Frequent reference was made to good relations with Catholic neighbours, and the State's anxiety to treat Protestants with fairness and respect, as well as Protestant equality before the law.

It was pointed out, for instance, that there was nothing in Irish law "so baldly discriminatory" as the inclusion of Anglican but not Catholic bishops in the House of Lords. Frequent reference was also made to the fact that the Republic had had two Anglican Presidents and numerous High Court and Supreme Court judges, while "particular and repeated pride was expressed in Jack Boothman's becoming the first Protestant president of the GAA."

The study also found "lingering traces of a sense of superiority" among Protestants interviewed. Examples included "Protestant pride in `being able to think for ourselves', laughing at Catholics going off to Confession (after entering a Protestant church) and some fairly discreet derision at magical elements in Catholicism, such as statues of Our Lady or making the sign of the Cross."

There were also indications of "a well-developed habitual selfrestraint being used as a mark of superiority."

But there were also signs of a negative self-image. Some referred to themselves as wishy-washy Protestants and remarked that, whereas Protestants were once looked up to, this was no longer the case. The number of Protestant farmers found to be resorting to angel dust was cited as an example of this.
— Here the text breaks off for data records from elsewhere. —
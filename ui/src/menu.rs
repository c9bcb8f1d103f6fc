use std::fmt::Write;

use engine::{Session, TravelPoint, ALL_CATEGORIES};
use util::{write, writeln};

use crate::{
    panel::{CostPanel, DescriptionPanel, ImagePanel},
    InputAction, Widget, Window,
};

/// Which part of the menu takes input.
#[derive(Copy, Clone, Eq, PartialEq, Debug)]
pub enum Focus {
    Categories,
    List,
}

/// What the menu wants the game to do.
#[derive(Clone, Eq, PartialEq, Debug)]
pub enum SceneAction {
    /// Travel to the named point.
    Travel(String),
    /// Leave the menu.
    Close,
}

/// A row in the point list.
#[derive(Clone, Eq, PartialEq, Debug)]
pub struct Entry {
    pub name: String,
    /// Whether the party can afford the trip.
    pub enabled: bool,
}

/// The fast travel menu.
///
/// With the category bar shown the menu starts with the bar focused, and
/// the list shows the points of the category under the bar cursor. Without
/// it, the list of all discovered points is focused right away.
#[derive(Clone, Debug)]
pub struct FastTravelScene {
    /// Category bar entries, `None` when the bar is hidden.
    categories: Option<Vec<String>>,
    category: usize,
    entries: Vec<Entry>,
    cursor: Option<usize>,
    focus: Focus,
}

impl FastTravelScene {
    /// Open the menu, an empty `categories` shows every category that has
    /// discovered points.
    pub fn new(session: &Session, categories: &[String]) -> Self {
        let mut ret = if session.data().settings.show_categories {
            let categories = if categories.is_empty() {
                session
                    .registry()
                    .categories()
                    .into_iter()
                    .map(|c| c.to_owned())
                    .collect()
            } else {
                categories.to_vec()
            };

            FastTravelScene {
                categories: Some(categories),
                category: 0,
                entries: Vec::new(),
                cursor: None,
                focus: Focus::Categories,
            }
        } else {
            FastTravelScene {
                categories: None,
                category: 0,
                entries: Vec::new(),
                cursor: Some(0),
                focus: Focus::List,
            }
        };

        ret.refresh(session);
        ret
    }

    /// Rebuild the point list from the session.
    pub fn refresh(&mut self, session: &Session) {
        let Some(category) = self.category() else {
            self.entries.clear();
            return;
        };

        self.entries = session
            .registry()
            .by_category(category)
            .map(|p| Entry {
                name: p.name().to_owned(),
                enabled: session.can_afford(p),
            })
            .collect();
    }

    pub fn focus(&self) -> Focus {
        self.focus
    }

    pub fn entries(&self) -> &[Entry] {
        &self.entries
    }

    /// Category bar entries, empty when the bar is hidden.
    pub fn categories(&self) -> &[String] {
        self.categories.as_deref().unwrap_or_default()
    }

    /// Category the list is showing.
    pub fn category(&self) -> Option<&str> {
        match &self.categories {
            Some(cats) => cats.get(self.category).map(|c| c.as_str()),
            None => Some(ALL_CATEGORIES),
        }
    }

    pub fn selected(&self) -> Option<&Entry> {
        self.cursor.and_then(|i| self.entries.get(i))
    }

    pub fn selected_point<'a>(
        &self,
        session: &'a Session,
    ) -> Option<&'a TravelPoint> {
        self.selected()
            .and_then(|e| session.registry().find(&e.name))
    }

    pub fn input(
        &mut self,
        session: &Session,
        action: InputAction,
    ) -> Option<SceneAction> {
        use InputAction::*;

        match (self.focus, action) {
            (Focus::Categories, Left | Right) => {
                let n = self.categories().len();
                if n > 0 {
                    self.category = if action == Left {
                        (self.category + n - 1) % n
                    } else {
                        (self.category + 1) % n
                    };
                    self.refresh(session);
                }
            }
            (Focus::Categories, Confirm) => {
                if self.category().is_some() {
                    self.focus = Focus::List;
                    self.cursor = Some(0);
                }
            }
            (Focus::Categories, Cancel) => return Some(SceneAction::Close),
            (Focus::List, Up | Down) => {
                let n = self.entries.len();
                if n > 0 {
                    let i = self.cursor.unwrap_or(0).min(n - 1);
                    self.cursor = Some(if action == Up {
                        (i + n - 1) % n
                    } else {
                        (i + 1) % n
                    });
                }
            }
            (Focus::List, Confirm) => match self.selected() {
                Some(e) if e.enabled => {
                    return Some(SceneAction::Travel(e.name.clone()));
                }
                Some(e) => log::debug!("Can't afford travel to {:?}", e.name),
                None => {}
            },
            (Focus::List, Cancel) => {
                if self.categories.is_none() {
                    return Some(SceneAction::Close);
                }
                self.cursor = None;
                self.focus = Focus::Categories;
            }
            _ => {}
        }

        None
    }

    /// Draw the menu as text.
    pub fn render(&self, session: &Session, width: usize) -> String {
        let settings = &session.data().settings;
        let point = self.selected_point(session);
        let mut ret = String::new();

        if let Some(cats) = &self.categories {
            let bar: Vec<String> = cats
                .iter()
                .enumerate()
                .map(|(i, c)| {
                    if i == self.category {
                        format!("[{c}]")
                    } else {
                        format!(" {c} ")
                    }
                })
                .collect();
            let mut win = Window::new(width).with_height(1);
            win.write_center(&bar.join(" "));
            writeln!(ret, "{win}");
        }

        // Two columns for the cursor and the can't afford mark.
        let mut names = Window::new(width.saturating_sub(2));
        for e in &self.entries {
            names.write(&e.name, settings.list_alignment);
        }
        let mut list = Window::new(width).with_height(self.entries.len().max(1));
        for (i, (e, line)) in self.entries.iter().zip(names.lines()).enumerate()
        {
            let cursor = if self.cursor == Some(i) { '>' } else { ' ' };
            let mark = if e.enabled { ' ' } else { '-' };
            list.write(&format!("{cursor}{mark}{line}"), Default::default());
        }
        writeln!(ret, "{list}");

        if settings.use_costs {
            let panel = CostPanel {
                point,
                data: session.data(),
            };
            let mut win = Window::new(width)
                .with_height(panel.preferred_height(width).unwrap_or(1));
            panel.render(&mut win);
            writeln!(ret, "{win}");
        }

        let panel = DescriptionPanel(point);
        let mut win = Window::new(width)
            .with_height(panel.preferred_height(width).unwrap_or(1));
        panel.render(&mut win);
        writeln!(ret, "{win}");

        let mut win = Window::new(width).with_height(1);
        ImagePanel(point).render(&mut win);
        write!(ret, "{win}");

        ret
    }
}

#[cfg(test)]
mod test {
    use std::sync::Arc;

    use engine::{Data, PointSpec};
    use pretty_assertions::assert_eq;

    use super::*;
    use InputAction::*;

    fn data(show_categories: bool) -> Data {
        let mut ret = Data::default();
        ret.settings.show_categories = show_categories;
        for (name, category, gold_cost, discovered) in [
            ("Harbor", "Towns", 0, true),
            ("Old Mill", "Wilds", 0, false),
            ("Ferry", "Coast", 100, true),
            ("Castle", "Towns", 0, true),
        ] {
            ret.fast_travel_points.insert(
                name.into(),
                PointSpec {
                    category: category.into(),
                    gold_cost,
                    discovered,
                    description: format!("This is {name}."),
                    ..Default::default()
                },
            );
        }
        ret
    }

    fn names(scene: &FastTravelScene) -> Vec<&str> {
        scene.entries().iter().map(|e| e.name.as_str()).collect()
    }

    #[test]
    fn without_categories() {
        let session = Session::new(Arc::new(data(false)));
        // Category arguments don't matter without the bar.
        let mut scene = FastTravelScene::new(&session, &["Towns".into()]);

        assert_eq!(scene.focus(), Focus::List);
        assert!(scene.categories().is_empty());
        assert_eq!(names(&scene), vec!["Harbor", "Ferry", "Castle"]);
        assert_eq!(scene.selected().unwrap().name, "Harbor");

        assert_eq!(scene.input(&session, Up), None);
        assert_eq!(scene.selected().unwrap().name, "Castle");
        scene.input(&session, Down);
        scene.input(&session, Down);
        assert_eq!(scene.selected().unwrap().name, "Ferry");

        // Party has no gold.
        assert!(!scene.selected().unwrap().enabled);
        assert_eq!(scene.input(&session, Confirm), None);

        scene.input(&session, Down);
        assert_eq!(
            scene.input(&session, Confirm),
            Some(SceneAction::Travel("Castle".into()))
        );
        assert_eq!(scene.input(&session, Cancel), Some(SceneAction::Close));
    }

    #[test]
    fn with_categories() {
        let mut session = Session::new(Arc::new(data(true)));
        session.party.gold = 100;
        let mut scene = FastTravelScene::new(&session, &[]);

        assert_eq!(scene.focus(), Focus::Categories);
        assert_eq!(scene.categories(), &["Towns", "Coast"]);
        assert_eq!(names(&scene), vec!["Harbor", "Castle"]);
        assert_eq!(scene.selected(), None);

        scene.input(&session, Left);
        assert_eq!(scene.category(), Some("Coast"));
        assert_eq!(names(&scene), vec!["Ferry"]);
        // Up and down don't move the bar.
        scene.input(&session, Down);
        assert_eq!(scene.category(), Some("Coast"));

        scene.input(&session, Confirm);
        assert_eq!(scene.focus(), Focus::List);
        assert_eq!(scene.selected_point(&session).unwrap().name(), "Ferry");
        assert!(scene.selected().unwrap().enabled);

        // Back to the bar, selection gets cleared.
        assert_eq!(scene.input(&session, Cancel), None);
        assert_eq!(scene.focus(), Focus::Categories);
        assert_eq!(scene.selected(), None);

        assert_eq!(scene.input(&session, Cancel), Some(SceneAction::Close));
    }

    #[test]
    fn explicit_categories() {
        let session = Session::new(Arc::new(data(true)));
        let mut scene = FastTravelScene::new(
            &session,
            &["Wilds".into(), "Nowhere".into()],
        );

        // Undiscovered points don't show.
        assert_eq!(names(&scene), Vec::<&str>::new());
        scene.input(&session, Confirm);
        assert_eq!(scene.input(&session, Down), None);
        assert_eq!(scene.input(&session, Confirm), None);
        assert_eq!(scene.selected(), None);

        // Nothing discovered, nothing on the bar.
        let session = Session::new(Arc::new(Data {
            settings: data(true).settings,
            ..Default::default()
        }));
        let empty = FastTravelScene::new(&session, &[]);
        assert_eq!(empty.category(), None);
        assert!(empty.entries().is_empty());
    }

    #[test]
    fn render() {
        let session = Session::new(Arc::new(data(false)));
        let scene = FastTravelScene::new(&session, &[]);
        let text = scene.render(&session, 20);

        assert_eq!(
            text,
            "\
┌────────────────────┐
│> Harbor            │
│ -Ferry             │
│  Castle            │
└────────────────────┘
┌────────────────────┐
│       Costs:       │
│        None        │
│                    │
└────────────────────┘
┌────────────────────┐
│This is Harbor.     │
│                    │
└────────────────────┘
┌────────────────────┐
│                    │
└────────────────────┘"
        );
    }
}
Where the North was concerned considerable feelings of anxiety were found among the Southern Protestants. They saw their Northern co-religionists as intolerant and bigoted and generally disapproved of their "ritual marching in an offensive way, and of their shunning of all things Catholic".

Some Southern Presbyterians indicated they would be much happier if affiliated to the Church of Scotland rather than forming a single province with Northern Presbyterians.

It also became clear that the Church of Ireland almost split along North-South lines following the stand-off at Drumcree in 1996. Examples of how the Northern troubles had impinged on the life of Southern Protestants included stories of Protestant businesses in various parts of the Republic being daubed with "Brits Out" slogans, even though the families in question have been Irish for generations.

More humorously, one Protestant man recalled how, when he was the only one of his religion in a local FCA unit, a Catholic colleague assured him that he should not worry because "if the troubles come down here, you lot will all be packed off to Dingle."

The study of Southern Protestants, entitled Threatened Bonds: A Study in the Sociology of Emo- tions and the Dynamics of Group Identities, was undertaken by the Sociology Department of UCD in 1996.

Headed by Prof Mennell, the four other members of the research teams are Paul Stokes, a lecturer in sociology at UCD; Aoife Rickard, a research student in the Sociology Department, UCD; Ellen O'Malley-Dunlop, a group analyst; and Mitchell Elliott, president of the Irish Psycho-Analytical Association.